[Items listed in a dataset]
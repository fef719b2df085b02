//! Configuration for musing
//!
//! Loaded from a TOML file, then overridden from the environment:
//!
//! ```toml
//! [telegram]
//! token = "123456:ABC..."
//! poll_timeout_secs = 30
//!
//! [storage]
//! database_path = "thoughts.db"
//!
//! [flow]
//! page_size = 5
//! top_tags = 7
//! session_idle_minutes = 60
//! ```
//!
//! | variable | overrides |
//! |---|---|
//! | `MUSING_TOKEN`, then `TOKEN` | `telegram.token` |
//! | `MUSING_DATABASE` | `storage.database_path` |

use std::path::{Path, PathBuf};

use serde::{Deserialize, Serialize};

use crate::error::ConfigError;
use crate::pager::DEFAULT_PAGE_SIZE;
use crate::ranker::DEFAULT_TOP_TAGS;

/// Environment variable naming the config file
pub const CONFIG_PATH_ENV: &str = "MUSING_CONFIG";

/// System-wide configuration
#[derive(Debug, Clone, Default, Serialize, Deserialize)]
#[serde(default)]
pub struct MusingConfig {
    pub telegram: TelegramConfig,
    pub storage: StorageConfig,
    pub flow: FlowConfig,
}

/// Bot API connection settings
#[derive(Debug, Clone, Serialize, Deserialize)]
#[serde(default)]
pub struct TelegramConfig {
    /// Bot token; usually supplied through the environment
    pub token: Option<String>,
    /// API base URL
    pub api_url: String,
    /// Long-poll timeout for getUpdates
    pub poll_timeout_secs: u64,
    /// Pause after a failed poll before retrying
    pub retry_delay_secs: u64,
}

impl Default for TelegramConfig {
    fn default() -> Self {
        Self {
            token: None,
            api_url: "https://api.telegram.org".to_string(),
            poll_timeout_secs: 30,
            retry_delay_secs: 5,
        }
    }
}

/// Database settings
#[derive(Debug, Clone, Serialize, Deserialize)]
#[serde(default)]
pub struct StorageConfig {
    pub database_path: PathBuf,
}

impl Default for StorageConfig {
    fn default() -> Self {
        Self {
            database_path: PathBuf::from("thoughts.db"),
        }
    }
}

/// Conversation flow settings
#[derive(Debug, Clone, Serialize, Deserialize)]
#[serde(default)]
pub struct FlowConfig {
    /// Thoughts per list page
    pub page_size: usize,
    /// Tags offered in the picker
    pub top_tags: usize,
    /// Reset abandoned flows after this many idle minutes (0 disables)
    pub session_idle_minutes: u32,
}

impl Default for FlowConfig {
    fn default() -> Self {
        Self {
            page_size: DEFAULT_PAGE_SIZE,
            top_tags: DEFAULT_TOP_TAGS,
            session_idle_minutes: 60,
        }
    }
}

impl FlowConfig {
    /// Idle timeout, `None` when disabled
    pub fn idle_timeout(&self) -> Option<chrono::Duration> {
        match self.session_idle_minutes {
            0 => None,
            minutes => Some(chrono::Duration::minutes(i64::from(minutes))),
        }
    }
}

impl MusingConfig {
    /// Parse a TOML document
    pub fn from_toml(content: &str) -> Result<Self, ConfigError> {
        Ok(toml::from_str(content)?)
    }

    /// Read a TOML file
    pub fn from_file(path: impl AsRef<Path>) -> Result<Self, ConfigError> {
        let content = std::fs::read_to_string(path)?;
        Self::from_toml(&content)
    }

    /// Default config file location (`<config dir>/musing/config.toml`)
    pub fn default_path() -> Option<PathBuf> {
        dirs::config_dir().map(|dir| dir.join("musing").join("config.toml"))
    }

    /// Load from `MUSING_CONFIG` or the default location, falling back to
    /// defaults when no file exists, then apply environment overrides.
    pub fn load() -> Result<Self, ConfigError> {
        let path = std::env::var_os(CONFIG_PATH_ENV)
            .map(PathBuf::from)
            .or_else(Self::default_path);

        let mut config = match path {
            Some(path) if path.exists() => {
                tracing::info!("Loading config from {:?}", path);
                Self::from_file(&path)?
            }
            _ => {
                tracing::debug!("No config file found, using defaults");
                Self::default()
            }
        };

        config.apply_env(|key| std::env::var(key).ok());
        Ok(config)
    }

    /// Apply overrides from a variable lookup
    pub fn apply_env(&mut self, lookup: impl Fn(&str) -> Option<String>) {
        let token = lookup("MUSING_TOKEN")
            .or_else(|| lookup("TOKEN"))
            .filter(|t| !t.trim().is_empty());
        if let Some(token) = token {
            self.telegram.token = Some(token);
        }

        if let Some(path) = lookup("MUSING_DATABASE").filter(|p| !p.trim().is_empty()) {
            self.storage.database_path = PathBuf::from(path);
        }
    }

    /// The bot token, required to start
    pub fn token(&self) -> Result<&str, ConfigError> {
        self.telegram
            .token
            .as_deref()
            .filter(|t| !t.trim().is_empty())
            .ok_or(ConfigError::MissingToken)
    }
}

_ASSIGNED TASK:_
Check the data above line by line for the word "Some". State only how many lines contain it.

_WRITTEN SOLUTION:_
5